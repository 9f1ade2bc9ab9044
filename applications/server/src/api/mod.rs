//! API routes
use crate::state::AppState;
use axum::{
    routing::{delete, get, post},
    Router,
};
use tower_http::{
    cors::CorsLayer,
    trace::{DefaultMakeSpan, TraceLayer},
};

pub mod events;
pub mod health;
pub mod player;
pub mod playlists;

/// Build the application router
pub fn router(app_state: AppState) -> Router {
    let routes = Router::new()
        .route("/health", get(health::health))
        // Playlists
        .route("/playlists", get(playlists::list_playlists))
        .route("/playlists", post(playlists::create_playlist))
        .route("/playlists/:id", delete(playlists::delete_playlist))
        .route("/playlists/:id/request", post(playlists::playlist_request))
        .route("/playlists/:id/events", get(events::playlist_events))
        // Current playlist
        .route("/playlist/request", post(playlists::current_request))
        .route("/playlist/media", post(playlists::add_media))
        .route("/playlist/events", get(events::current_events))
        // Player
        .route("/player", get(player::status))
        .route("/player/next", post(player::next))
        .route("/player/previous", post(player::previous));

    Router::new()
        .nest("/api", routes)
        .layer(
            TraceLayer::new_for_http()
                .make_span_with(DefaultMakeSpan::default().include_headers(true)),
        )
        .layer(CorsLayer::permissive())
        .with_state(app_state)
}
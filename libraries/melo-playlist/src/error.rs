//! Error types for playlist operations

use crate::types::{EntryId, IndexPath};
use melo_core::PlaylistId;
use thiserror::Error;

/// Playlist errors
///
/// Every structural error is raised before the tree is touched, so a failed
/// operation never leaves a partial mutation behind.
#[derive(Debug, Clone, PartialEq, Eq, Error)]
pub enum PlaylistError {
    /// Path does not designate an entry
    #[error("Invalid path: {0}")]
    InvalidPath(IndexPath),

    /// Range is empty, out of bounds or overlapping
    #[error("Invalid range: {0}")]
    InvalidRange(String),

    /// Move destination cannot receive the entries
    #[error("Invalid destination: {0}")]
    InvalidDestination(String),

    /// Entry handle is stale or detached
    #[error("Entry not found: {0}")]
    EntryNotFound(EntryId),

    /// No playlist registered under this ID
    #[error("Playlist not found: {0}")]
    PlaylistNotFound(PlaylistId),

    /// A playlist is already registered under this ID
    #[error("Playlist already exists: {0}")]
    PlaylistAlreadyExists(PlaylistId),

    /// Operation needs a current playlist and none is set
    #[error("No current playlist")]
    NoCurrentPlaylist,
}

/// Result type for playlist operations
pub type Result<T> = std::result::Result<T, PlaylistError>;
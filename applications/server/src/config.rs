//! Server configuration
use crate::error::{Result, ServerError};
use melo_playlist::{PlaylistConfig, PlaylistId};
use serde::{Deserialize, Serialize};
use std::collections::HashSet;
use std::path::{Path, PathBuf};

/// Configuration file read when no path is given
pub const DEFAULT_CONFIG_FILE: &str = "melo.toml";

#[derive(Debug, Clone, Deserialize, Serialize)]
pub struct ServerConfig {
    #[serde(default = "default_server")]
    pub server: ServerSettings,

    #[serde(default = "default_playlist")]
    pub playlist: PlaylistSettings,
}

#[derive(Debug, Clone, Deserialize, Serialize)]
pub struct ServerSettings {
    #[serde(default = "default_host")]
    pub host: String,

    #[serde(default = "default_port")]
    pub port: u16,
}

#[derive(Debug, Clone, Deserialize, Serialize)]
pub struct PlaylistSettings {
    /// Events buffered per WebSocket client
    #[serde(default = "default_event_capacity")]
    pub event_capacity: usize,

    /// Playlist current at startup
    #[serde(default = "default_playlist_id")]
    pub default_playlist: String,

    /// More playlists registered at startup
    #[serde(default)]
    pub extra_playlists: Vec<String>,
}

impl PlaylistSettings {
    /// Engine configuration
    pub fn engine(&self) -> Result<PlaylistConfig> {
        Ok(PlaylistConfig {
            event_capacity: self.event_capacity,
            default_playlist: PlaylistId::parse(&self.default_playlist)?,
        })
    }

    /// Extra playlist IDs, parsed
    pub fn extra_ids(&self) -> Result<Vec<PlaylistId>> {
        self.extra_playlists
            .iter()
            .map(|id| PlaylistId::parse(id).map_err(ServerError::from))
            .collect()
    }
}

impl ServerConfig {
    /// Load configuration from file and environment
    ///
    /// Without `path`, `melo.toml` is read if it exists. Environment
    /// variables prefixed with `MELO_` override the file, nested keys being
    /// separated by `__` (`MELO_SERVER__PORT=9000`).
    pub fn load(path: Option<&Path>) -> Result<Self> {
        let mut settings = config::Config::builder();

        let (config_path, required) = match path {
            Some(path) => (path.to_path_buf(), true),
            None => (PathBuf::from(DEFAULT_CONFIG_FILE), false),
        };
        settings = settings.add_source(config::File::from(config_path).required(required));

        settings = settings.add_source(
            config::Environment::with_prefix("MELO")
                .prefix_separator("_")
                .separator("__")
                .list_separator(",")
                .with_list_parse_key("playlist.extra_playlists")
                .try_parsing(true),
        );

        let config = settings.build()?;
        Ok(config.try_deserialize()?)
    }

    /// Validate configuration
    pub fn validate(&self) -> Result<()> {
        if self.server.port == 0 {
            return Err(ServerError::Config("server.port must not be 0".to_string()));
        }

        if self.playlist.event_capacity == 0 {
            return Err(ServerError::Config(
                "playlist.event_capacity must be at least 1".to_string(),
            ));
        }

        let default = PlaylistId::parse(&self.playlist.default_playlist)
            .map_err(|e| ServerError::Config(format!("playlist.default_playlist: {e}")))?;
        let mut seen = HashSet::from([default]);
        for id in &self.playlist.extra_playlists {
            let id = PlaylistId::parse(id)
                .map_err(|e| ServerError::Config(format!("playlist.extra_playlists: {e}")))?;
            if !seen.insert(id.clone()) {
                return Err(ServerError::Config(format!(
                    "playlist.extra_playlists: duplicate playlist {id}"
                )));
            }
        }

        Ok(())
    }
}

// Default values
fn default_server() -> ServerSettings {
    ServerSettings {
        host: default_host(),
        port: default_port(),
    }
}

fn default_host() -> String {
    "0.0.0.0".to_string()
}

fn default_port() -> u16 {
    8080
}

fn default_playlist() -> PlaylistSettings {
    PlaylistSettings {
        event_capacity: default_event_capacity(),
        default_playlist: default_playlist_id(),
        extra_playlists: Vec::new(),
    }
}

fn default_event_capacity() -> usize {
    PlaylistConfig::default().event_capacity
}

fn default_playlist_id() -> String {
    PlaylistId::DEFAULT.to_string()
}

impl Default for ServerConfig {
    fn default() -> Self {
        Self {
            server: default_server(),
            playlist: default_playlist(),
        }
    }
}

-*-*-

[GOAL OF THE EXERCISE] Look through the entries above and list every line containing "applications".

[ANSWER SECTION]
filename applications/server/src/api/mod.rs
filename applications/server/src/config.rs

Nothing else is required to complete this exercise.